§ What the task requires
Below is a listing. Quote from it, exactly, the lines from the one containing "is reported as" down to the one containing "let record_size = RECORD_PREFIX_LEN", both ends included, and nothing else.

§ Material for the task
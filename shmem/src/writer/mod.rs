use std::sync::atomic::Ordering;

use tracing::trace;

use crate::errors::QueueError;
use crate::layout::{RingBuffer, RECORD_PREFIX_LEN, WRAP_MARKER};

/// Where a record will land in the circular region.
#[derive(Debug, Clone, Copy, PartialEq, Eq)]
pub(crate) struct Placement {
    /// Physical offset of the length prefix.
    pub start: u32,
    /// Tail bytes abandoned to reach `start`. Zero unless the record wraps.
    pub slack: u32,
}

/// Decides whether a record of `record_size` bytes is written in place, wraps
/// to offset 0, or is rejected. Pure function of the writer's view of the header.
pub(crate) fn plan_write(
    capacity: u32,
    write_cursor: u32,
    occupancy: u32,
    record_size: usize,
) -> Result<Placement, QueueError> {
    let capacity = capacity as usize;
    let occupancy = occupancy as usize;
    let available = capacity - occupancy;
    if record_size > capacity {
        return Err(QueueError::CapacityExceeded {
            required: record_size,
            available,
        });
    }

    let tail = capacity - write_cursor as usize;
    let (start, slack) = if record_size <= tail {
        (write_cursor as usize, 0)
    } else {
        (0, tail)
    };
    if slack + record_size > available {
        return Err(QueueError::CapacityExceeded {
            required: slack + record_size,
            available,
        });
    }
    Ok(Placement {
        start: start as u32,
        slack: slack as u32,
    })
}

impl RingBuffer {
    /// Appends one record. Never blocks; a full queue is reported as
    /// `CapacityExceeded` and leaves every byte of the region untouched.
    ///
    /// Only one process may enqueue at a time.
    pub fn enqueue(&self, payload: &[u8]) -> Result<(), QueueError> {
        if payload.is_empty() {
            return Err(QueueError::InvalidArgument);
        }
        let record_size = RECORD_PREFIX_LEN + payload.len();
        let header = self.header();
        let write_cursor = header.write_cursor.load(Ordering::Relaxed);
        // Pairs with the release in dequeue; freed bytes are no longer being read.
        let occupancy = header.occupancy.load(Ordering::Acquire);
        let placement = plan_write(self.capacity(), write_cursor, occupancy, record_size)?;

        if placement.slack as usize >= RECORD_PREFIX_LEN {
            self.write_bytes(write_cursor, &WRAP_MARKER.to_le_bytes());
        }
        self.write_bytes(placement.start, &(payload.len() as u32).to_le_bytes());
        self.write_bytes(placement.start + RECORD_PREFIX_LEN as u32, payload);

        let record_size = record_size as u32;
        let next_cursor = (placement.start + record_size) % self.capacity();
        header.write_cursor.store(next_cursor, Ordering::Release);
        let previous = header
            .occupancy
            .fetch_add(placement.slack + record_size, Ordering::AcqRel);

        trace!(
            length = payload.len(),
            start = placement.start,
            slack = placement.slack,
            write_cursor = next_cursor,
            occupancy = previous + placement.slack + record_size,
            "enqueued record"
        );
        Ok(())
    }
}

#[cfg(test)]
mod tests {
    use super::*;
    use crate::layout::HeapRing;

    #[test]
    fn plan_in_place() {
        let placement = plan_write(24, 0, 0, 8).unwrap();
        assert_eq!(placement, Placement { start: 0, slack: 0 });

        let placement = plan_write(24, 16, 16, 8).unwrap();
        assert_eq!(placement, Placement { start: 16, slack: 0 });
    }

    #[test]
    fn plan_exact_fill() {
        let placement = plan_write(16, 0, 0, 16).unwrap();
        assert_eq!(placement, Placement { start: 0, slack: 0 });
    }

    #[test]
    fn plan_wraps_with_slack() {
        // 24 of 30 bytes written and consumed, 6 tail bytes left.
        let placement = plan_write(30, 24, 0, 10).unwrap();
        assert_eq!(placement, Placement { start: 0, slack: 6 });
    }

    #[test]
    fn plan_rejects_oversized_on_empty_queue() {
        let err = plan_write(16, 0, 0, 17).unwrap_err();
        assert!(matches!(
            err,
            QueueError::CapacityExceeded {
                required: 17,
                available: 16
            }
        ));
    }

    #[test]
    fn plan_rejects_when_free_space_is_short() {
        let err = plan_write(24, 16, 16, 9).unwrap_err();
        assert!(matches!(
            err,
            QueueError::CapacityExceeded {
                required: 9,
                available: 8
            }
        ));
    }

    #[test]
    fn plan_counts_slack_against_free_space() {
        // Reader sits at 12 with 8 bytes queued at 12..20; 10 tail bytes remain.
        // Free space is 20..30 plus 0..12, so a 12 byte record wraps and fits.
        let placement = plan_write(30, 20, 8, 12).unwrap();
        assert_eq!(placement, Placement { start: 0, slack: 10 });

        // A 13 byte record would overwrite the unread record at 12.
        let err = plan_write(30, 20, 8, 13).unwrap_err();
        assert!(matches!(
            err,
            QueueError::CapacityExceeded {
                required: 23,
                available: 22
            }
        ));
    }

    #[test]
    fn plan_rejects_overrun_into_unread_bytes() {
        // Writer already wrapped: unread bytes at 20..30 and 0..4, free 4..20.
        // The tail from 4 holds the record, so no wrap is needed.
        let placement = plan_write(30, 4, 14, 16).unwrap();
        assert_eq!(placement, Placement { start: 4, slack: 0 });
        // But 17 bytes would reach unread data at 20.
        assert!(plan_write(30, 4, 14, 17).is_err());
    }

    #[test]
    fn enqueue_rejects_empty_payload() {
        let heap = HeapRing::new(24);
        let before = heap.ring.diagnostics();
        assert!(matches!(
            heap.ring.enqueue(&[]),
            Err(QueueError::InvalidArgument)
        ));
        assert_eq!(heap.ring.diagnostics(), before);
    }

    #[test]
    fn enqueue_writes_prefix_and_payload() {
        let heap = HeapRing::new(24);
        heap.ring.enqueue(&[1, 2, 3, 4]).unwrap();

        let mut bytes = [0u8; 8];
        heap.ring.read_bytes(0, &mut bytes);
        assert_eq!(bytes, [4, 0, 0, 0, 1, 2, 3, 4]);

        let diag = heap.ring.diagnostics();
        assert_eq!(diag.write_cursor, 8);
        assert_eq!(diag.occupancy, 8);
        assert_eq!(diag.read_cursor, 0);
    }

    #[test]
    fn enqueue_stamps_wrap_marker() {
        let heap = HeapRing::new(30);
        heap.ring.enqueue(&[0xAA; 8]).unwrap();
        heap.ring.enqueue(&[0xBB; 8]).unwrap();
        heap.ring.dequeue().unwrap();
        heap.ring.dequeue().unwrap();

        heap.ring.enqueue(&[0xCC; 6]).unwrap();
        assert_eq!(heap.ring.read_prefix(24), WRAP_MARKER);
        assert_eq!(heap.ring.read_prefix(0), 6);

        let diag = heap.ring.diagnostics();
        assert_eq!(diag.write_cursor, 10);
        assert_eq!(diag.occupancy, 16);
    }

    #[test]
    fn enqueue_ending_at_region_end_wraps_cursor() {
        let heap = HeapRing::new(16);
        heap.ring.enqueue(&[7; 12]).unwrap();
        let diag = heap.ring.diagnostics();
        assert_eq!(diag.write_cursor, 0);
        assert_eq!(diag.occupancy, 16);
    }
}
---
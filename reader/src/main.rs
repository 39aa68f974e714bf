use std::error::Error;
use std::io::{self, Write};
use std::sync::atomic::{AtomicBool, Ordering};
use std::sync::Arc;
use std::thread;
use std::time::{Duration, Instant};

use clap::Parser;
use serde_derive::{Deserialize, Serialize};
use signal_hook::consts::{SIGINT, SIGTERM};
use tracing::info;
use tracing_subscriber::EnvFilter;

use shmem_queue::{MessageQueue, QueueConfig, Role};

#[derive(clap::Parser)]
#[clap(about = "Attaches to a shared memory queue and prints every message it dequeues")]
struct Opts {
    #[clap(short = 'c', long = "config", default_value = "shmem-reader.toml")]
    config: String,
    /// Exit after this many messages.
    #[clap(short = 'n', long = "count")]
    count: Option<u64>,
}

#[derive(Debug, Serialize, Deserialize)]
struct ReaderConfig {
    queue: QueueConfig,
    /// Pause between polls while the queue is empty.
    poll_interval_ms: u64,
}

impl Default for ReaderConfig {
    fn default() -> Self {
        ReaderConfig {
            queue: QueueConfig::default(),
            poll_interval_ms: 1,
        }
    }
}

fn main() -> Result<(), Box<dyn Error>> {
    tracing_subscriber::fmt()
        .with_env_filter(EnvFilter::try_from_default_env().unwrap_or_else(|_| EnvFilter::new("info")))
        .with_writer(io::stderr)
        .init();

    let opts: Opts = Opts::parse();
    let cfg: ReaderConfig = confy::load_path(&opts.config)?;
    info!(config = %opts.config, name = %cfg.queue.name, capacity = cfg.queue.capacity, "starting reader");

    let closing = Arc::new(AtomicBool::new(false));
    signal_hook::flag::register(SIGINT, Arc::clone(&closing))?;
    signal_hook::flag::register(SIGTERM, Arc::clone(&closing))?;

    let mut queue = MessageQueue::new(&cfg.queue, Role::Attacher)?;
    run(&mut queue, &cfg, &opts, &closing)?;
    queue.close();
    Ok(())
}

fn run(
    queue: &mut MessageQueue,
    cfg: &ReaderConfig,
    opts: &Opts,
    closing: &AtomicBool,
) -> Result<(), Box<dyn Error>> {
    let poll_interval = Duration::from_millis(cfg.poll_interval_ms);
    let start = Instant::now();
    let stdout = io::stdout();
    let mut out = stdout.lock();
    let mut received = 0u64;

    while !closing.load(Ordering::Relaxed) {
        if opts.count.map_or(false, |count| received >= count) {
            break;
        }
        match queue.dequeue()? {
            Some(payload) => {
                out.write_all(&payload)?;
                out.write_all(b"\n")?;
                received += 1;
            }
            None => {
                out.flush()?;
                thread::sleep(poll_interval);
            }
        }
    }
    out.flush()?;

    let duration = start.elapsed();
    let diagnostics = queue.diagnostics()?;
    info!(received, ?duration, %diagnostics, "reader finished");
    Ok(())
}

§ Solution to the exercise
    /// Appends one record. Never blocks; a full queue is reported as
    /// `CapacityExceeded` and leaves every byte of the region untouched.
    ///
    /// Only one process may enqueue at a time.
    pub fn enqueue(&self, payload: &[u8]) -> Result<(), QueueError> {
        if payload.is_empty() {
            return Err(QueueError::InvalidArgument);
        }
        let record_size = RECORD_PREFIX_LEN + payload.len();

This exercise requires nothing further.